Hi Daniel,
Thanks for the feedback.
Sorry for the delay in responding, other tasks got in the way.
I was able to experiment a bit with your suggestion. The WIP is here:
https://reviews.llvm.org/D55644 Emitting MCInstruction from Protocol Buffer Message.
I modified the example fuzzer and the “unconstrained fuzzer” to dump both the MCInst and assembly instruction based on
the operand types defined in the Protocol Buffer messages.
Just to recap, the “unconstrained fuzzer” means valid instruction operand types are defined in the Protocol Buffer messages –
they can be register, immediate, immediate + register pair etc.
Valid instruction opcodes are also defined in the Protocol Buffer messages.
The fuzzer then generates an assembly statement as a combo of any opcode and operands types.
This is the version of the fuzzer that proved to be useful in finding bugs.
It can generate both valid and invalid instructions like “add”, “add x0”, add “x1, x2, x3”, add “f1, x2, 10”, etc.
Here are some observations from modifying the assembler fuzzer to emit both assembly and MCInst:
1) Emitting MC instructions requires access to a backend’s MC-layer internal values.
For example, we need the symbolic names and enum values for instruction opcodes and registers.
So we depend on *.td files (e.g., RISCVGenInstrInfo, RISCVGenRegisterInfo) to print the MCInst opcode and operand values correctly.
Example:
add x8
# <MCInst #168 ADD
# <MCOperand Reg:9>>
For the assembly and disassembler fuzzers we created, we only relied on the ISA manual to create the Protocol Buffer messages.

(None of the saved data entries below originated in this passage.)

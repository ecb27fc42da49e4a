//! # concrete-poetry
//!
//! Procedurally generated concrete poetry: each poem is an image rendered as
//! a halftone whose "ink" is the letters of the subject's own name.
//!
//! ## How a poem happens
//!
//! A subject — say *heron* — is drawn from a corpus. An image search finds
//! candidate pictures; the first candidate that downloads and decodes is
//! resized to a character grid, its per-cell brightness is normalised and
//! inverted, and every cell is replaced with one of the subject's letters,
//! ordered lightest to heaviest by glyph density (blanks for highlights, the
//! densest letters for shadows). The result reads as the picture from across
//! the room and as the word up close.
//!
//! ## Pipeline Overview
//!
//! ```text
//! corpus
//!  │
//!  ├─ 1. Select   draw N distinct subjects (seedable)
//!  ├─ 2. Search   candidate image URLs per subject (Google CSE)
//!  ├─ 3. Fetch    download candidates until one decodes and renders
//!  ├─ 4. Render   palette → grid → intensity → glyph block  (pure core)
//!  ├─ 5. Assemble HTML edition: title, index, one poem per page
//!  └─ 6. Output   wkhtmltopdf → paginated PDF (or raw HTML)
//! ```
//!
//! Subjects are processed concurrently; edition order is always sampling
//! order. A subject whose candidates all fail is dropped from the edition
//! and reported in [`GenerationStats`]; the run fails only when every
//! subject fails.
//!
//! ## Quick Start
//!
//! ```rust,no_run
//! use concrete_poetry::{generate, GeneratorConfig};
//!
//! #[tokio::main]
//! async fn main() -> Result<(), Box<dyn std::error::Error>> {
//!     // Credentials auto-detected from GOOGLE_API_KEY / GOOGLE_CSE_ID
//!     let config = GeneratorConfig::builder().count(5).build()?;
//!     let output = generate(&config).await?;
//!     for (subject, block) in output.poems() {
//!         println!("{subject}\n{block}");
//!     }
//!     Ok(())
//! }
//! ```
//!
//! The core transform is also usable on its own, no network involved:
//!
//! ```rust,no_run
//! use concrete_poetry::render::{render_glyph_block, RenderOptions};
//!
//! let image = image::open("heron.png").unwrap();
//! let block = render_glyph_block("heron", &image, &RenderOptions::default()).unwrap();
//! print!("{block}");
//! ```
//!
//! ## Feature Flags
//!
//! | Feature | Default | Description |
//! |---------|---------|-------------|
//! | `cli`   | on      | Enables the `concrete` binary (clap + anyhow + indicatif) |
//!
//! Disable `cli` when using only the library:
//! ```toml
//! concrete-poetry = { version = "0.3", default-features = false }
//! ```

// ── Modules ──────────────────────────────────────────────────────────────

pub mod config;
pub mod error;
pub mod generate;
pub mod output;
pub mod pipeline;
pub mod progress;
pub mod render;

// ── Re-exports ───────────────────────────────────────────────────────────

pub use config::{GeneratorConfig, GeneratorConfigBuilder};
pub use error::{ConcreteError, RenderError, SubjectError};
pub use generate::{generate, generate_sync, generate_to_file};
pub use output::{GenerationOutput, GenerationStats, SubjectResult};
pub use pipeline::search::{GoogleImageSearch, ImageSearch};
pub use progress::GenerationProgress;
pub use render::{render_glyph_block, GlyphBlock, GlyphPalette, RenderOptions, DENSITY_ORDERING};
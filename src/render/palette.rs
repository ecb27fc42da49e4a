//! Glyph palette construction: a subject's own letters, ordered by visual weight.
//!
//! ## Why sort the letters?
//!
//! The poem is typeset using only the letters of the subject's name. For the
//! halftone mapping to work, the palette must run from lightest glyph to
//! heaviest so that ascending intensity indexes into ascending ink coverage.
//! The ordering is a fixed permutation of the lowercase alphabet measured
//! once by rendered pixel coverage in a monospace face; it is passed in as a
//! parameter rather than read from a global so tests (and future editions)
//! can substitute alternate weight tables.

use crate::error::RenderError;

/// Letters of the lowercase alphabet ordered lightest to heaviest by the
/// pixel coverage of their rendered monospace glyphs.
pub const DENSITY_ORDERING: &str = "czrsivtlxfeajonuykpwhqbdmg";

/// An ordered character lookup table from intensity rank to printable glyph.
///
/// The first two entries are always blanks, reserved for the lightest
/// intensities; the rest are the subject's letters (duplicates and case
/// preserved) sorted ascending by density rank. Built fresh per subject and
/// read-only thereafter.
#[derive(Debug, Clone, PartialEq, Eq)]
pub struct GlyphPalette {
    glyphs: Vec<char>,
}

impl GlyphPalette {
    /// Build the palette for `subject` against a density `ordering`.
    ///
    /// Whitespace is stripped (multi-word subjects like "sea lion" keep both
    /// words' letters). The sort key of each letter is the index of its
    /// lowercase fold in `ordering`; the emitted glyph keeps its original
    /// case. The sort is stable, so repeated letters keep their relative
    /// order from the name.
    ///
    /// # Errors
    /// [`RenderError::InvalidSubject`] if any non-whitespace character's
    /// lowercase fold is absent from `ordering`.
    pub fn build(subject: &str, ordering: &str) -> Result<Self, RenderError> {
        let mut ranked: Vec<(usize, char)> = Vec::with_capacity(subject.len());
        for ch in subject.chars().filter(|c| !c.is_whitespace()) {
            let key = ch
                .to_lowercase()
                .find_map(|folded| ordering.chars().position(|o| o == folded))
                .ok_or_else(|| RenderError::InvalidSubject {
                    subject: subject.to_string(),
                    character: ch,
                })?;
            ranked.push((key, ch));
        }
        ranked.sort_by_key(|&(key, _)| key);

        let mut glyphs = Vec::with_capacity(2 + ranked.len());
        glyphs.push(' ');
        glyphs.push(' ');
        glyphs.extend(ranked.into_iter().map(|(_, ch)| ch));
        Ok(Self { glyphs })
    }

    /// Number of glyphs, blanks included. Always ≥ 2.
    pub fn len(&self) -> usize {
        self.glyphs.len()
    }

    /// True when the subject contributed no letters at all.
    pub fn is_empty(&self) -> bool {
        self.glyphs.len() <= 2
    }

    /// Glyph at `index`, clamped into range.
    pub fn glyph(&self, index: usize) -> char {
        self.glyphs[index.min(self.glyphs.len() - 1)]
    }

    /// The ordered glyph sequence, blanks first.
    pub fn glyphs(&self) -> &[char] {
        &self.glyphs
    }
}
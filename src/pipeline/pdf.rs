//! PDF conversion: hand the assembled HTML to wkhtmltopdf.
//!
//! ## Why shell out?
//!
//! Paginated HTML-to-PDF layout is an entire browser engine's worth of work;
//! wkhtmltopdf bundles one and is what the original editions used (via
//! pdfkit). The HTML is written to a managed temp file because wkhtmltopdf
//! wants a path, and the file is cleaned up automatically when the handle
//! drops, even on error.

use crate::error::ConcreteError;
use std::io::Write;
use std::path::Path;
use tokio::process::Command;
use tracing::{debug, info};

/// The original edition's page setup: one-inch margins, UTF-8, no outline.
const WKHTMLTOPDF_ARGS: &[&str] = &[
    "--margin-top",
    "1in",
    "--margin-bottom",
    "1in",
    "--margin-left",
    "1in",
    "--margin-right",
    "1in",
    "--encoding",
    "utf-8",
    "--no-outline",
    "--quiet",
];

/// Convert `html` to a paginated PDF at `output_path`.
///
/// # Errors
/// * [`ConcreteError::PdfRendererMissing`] — wkhtmltopdf is not on PATH
/// * [`ConcreteError::PdfRenderFailed`] — wkhtmltopdf exited non-zero
/// * [`ConcreteError::OutputWriteFailed`] — the output location is unwritable
pub async fn render_pdf(html: &str, output_path: &Path) -> Result<(), ConcreteError> {
    if let Some(parent) = output_path.parent() {
        if !parent.as_os_str().is_empty() {
            tokio::fs::create_dir_all(parent).await.map_err(|e| {
                ConcreteError::OutputWriteFailed {
                    path: output_path.to_path_buf(),
                    source: e,
                }
            })?;
        }
    }

    // wkhtmltopdf resolves relative resources against the file's directory,
    // and misparses extension-less paths, so keep the .html suffix.
    let mut html_file = tempfile::Builder::new()
        .prefix("concrete-")
        .suffix(".html")
        .tempfile()
        .map_err(|e| ConcreteError::Internal(format!("tempfile: {e}")))?;
    html_file
        .write_all(html.as_bytes())
        .map_err(|e| ConcreteError::Internal(format!("tempfile write: {e}")))?;
    html_file
        .flush()
        .map_err(|e| ConcreteError::Internal(format!("tempfile flush: {e}")))?;

    debug!("Invoking wkhtmltopdf → {}", output_path.display());

    let result = Command::new("wkhtmltopdf")
        .args(WKHTMLTOPDF_ARGS)
        .arg(html_file.path())
        .arg(output_path)
        .output()
        .await;

    let output = match result {
        Ok(output) => output,
        Err(e) if e.kind() == std::io::ErrorKind::NotFound => {
            return Err(ConcreteError::PdfRendererMissing);
        }
        Err(e) => return Err(ConcreteError::Internal(format!("wkhtmltopdf spawn: {e}"))),
    };

    if !output.status.success() {
        return Err(ConcreteError::PdfRenderFailed {
            code: output.status.code(),
            stderr: String::from_utf8_lossy(&output.stderr).into_owned(),
        });
    }

    info!("Wrote {}", output_path.display());
    Ok(())
}

/// Write `html` itself to `output_path` (the `.html` output escape hatch).
///
/// Uses atomic write (temp file + rename) to prevent partial files.
pub async fn write_html(html: &str, output_path: &Path) -> Result<(), ConcreteError> {
    let write_err = |e: std::io::Error| ConcreteError::OutputWriteFailed {
        path: output_path.to_path_buf(),
        source: e,
    };

    if let Some(parent) = output_path.parent() {
        if !parent.as_os_str().is_empty() {
            tokio::fs::create_dir_all(parent).await.map_err(write_err)?;
        }
    }

    let tmp_path = output_path.with_extension("html.tmp");
    tokio::fs::write(&tmp_path, html).await.map_err(write_err)?;
    tokio::fs::rename(&tmp_path, output_path)
        .await
        .map_err(write_err)?;
    Ok(())
}
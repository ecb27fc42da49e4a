//! Image sourcing: fetch candidates in order until one renders.
//!
//! ## Why retry-by-advancing instead of retry-in-place?
//!
//! Search results are full of dead links, HTML pages masquerading as images,
//! and pictures that decode but render badly (zero-sized, perfectly flat).
//! Retrying the same URL cannot fix any of those, so every failure — HTTP,
//! decode, or a deterministic [`crate::error::RenderError`] from the core —
//! is a signal to move on to the next candidate. The subject fails only when
//! the shuffled candidate list is exhausted.

use crate::error::SubjectError;
use crate::pipeline::search::ImageSearch;
use crate::render::{render_glyph_block, GlyphBlock, RenderOptions};
use rand::rngs::SmallRng;
use rand::seq::SliceRandom;
use tracing::{debug, warn};

/// A successfully sourced poem: the block plus its provenance.
#[derive(Debug, Clone)]
pub struct SourcedPoem {
    pub block: GlyphBlock,
    /// Candidate URL that decoded and rendered.
    pub url: String,
    /// Candidates tried, winner included.
    pub attempts: usize,
}

/// Search, shuffle, and try candidate images until one renders.
///
/// The shuffle reduces predictability across editions (the API's top hit is
/// usually the same stock photo); `rng` is derived from the run seed plus
/// the subject index, so a seeded run is fully reproducible.
pub async fn source_poem(
    client: &reqwest::Client,
    searcher: &dyn ImageSearch,
    subject: &str,
    opts: &RenderOptions,
    rng: &mut SmallRng,
) -> Result<SourcedPoem, SubjectError> {
    let mut urls = searcher.candidates(subject).await?;
    if urls.is_empty() {
        return Err(SubjectError::SearchFailed {
            subject: subject.to_string(),
            detail: "search returned no candidates".to_string(),
        });
    }
    urls.shuffle(rng);

    let mut last_error = String::new();
    for (attempt, url) in urls.iter().enumerate() {
        match render_candidate(client, url, subject, opts).await {
            Ok(block) => {
                debug!("{subject}: rendered from {url} (attempt {})", attempt + 1);
                return Ok(SourcedPoem {
                    block,
                    url: url.clone(),
                    attempts: attempt + 1,
                });
            }
            Err(e) => {
                warn!("{subject}: candidate {url} rejected: {e}");
                last_error = e;
            }
        }
    }

    Err(SubjectError::CandidatesExhausted {
        subject: subject.to_string(),
        attempted: urls.len(),
        last_error,
    })
}

/// Download, decode, and render one candidate. Every failure collapses to a
/// string: the caller only needs it for the log and the exhaustion report.
async fn render_candidate(
    client: &reqwest::Client,
    url: &str,
    subject: &str,
    opts: &RenderOptions,
) -> Result<GlyphBlock, String> {
    let response = client
        .get(url)
        .send()
        .await
        .map_err(|e| format!("download failed: {e}"))?;

    if !response.status().is_success() {
        return Err(format!("HTTP {}", response.status()));
    }

    let bytes = response
        .bytes()
        .await
        .map_err(|e| format!("body read failed: {e}"))?;

    let image = image::load_from_memory(&bytes).map_err(|e| format!("decode failed: {e}"))?;

    render_glyph_block(subject, &image, opts).map_err(|e| e.to_string())
}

But if we now additionally emit MCInst, we will need to add that dependence.
2) It seems it is possible to emit MCInst operands based on the protocol buffer messages we defined for valid operand types.
However, at the time we emit an assembly instruction from the protocol buffer messages, we don’t know yet if the instruction is
valid and will be parsed, but we still print the expected MCInst operands.
For example: see the invalid add with only one operand “add x8” above. We still print the MCInst even though it is not a
valid instruction.
The post-processing tool that will compare MCInst generated by the fuzzer with what the assembler outputs,
will have to handle/discard this situation.
3) Need to add more protocol messages to encode more info needed by the fuzzer that emits MCInst.
For example, it is common that FP register name are the same (F1, F2, etc) in SP and DP instructions (e.g, fadd.s, fadd.d),
but they have different MC symbolic names and values (F1_32, F1_64, F2_32, F2_64, etc).
The proto-to-asm converter does not know if it is generating a 32-bit, 64-bit, SP or DP assembly instruction,
it does not need to care about that.
But the proto-to-MCInstr converter needs that kind info. However it does not have any context since it prints operand by operand,
it does not know which opcode was processed before, or which target triple or ISA extension was intended.
Issues like this probably can be addressed by adding/changing the protocol messages
(e.g., Allow register operand type to be one of FP or Integer type, allow FP register be one of SP or DP type.
The proto-to-asm converter only needs the first info, the proto-to-MCInst converter needs both info).
There a more scenarios like (3) that I came across when trying to emit MCInsts from the assembler fuzzer. It seems they have solutions tough.
So, in principle, you can add proto-to-asm, proto-to-MCInst (and proto-to-encoding) converters based on the Protocol Messages.
The only downside I see is that the Protocol Messages definitions will depend on a backend's MC layer details (to print MCInsts correctly),
while before we defined the Protocol Buffer Messages based on the ISA manual only.
I have not tried to do the same with the disassembler fuzzer, because in that one we just generate random 32 bit numbers, varying some non-fixed fields in the number that represent operands and opcodes.
Let me know what you think.
Thanks,
Ana.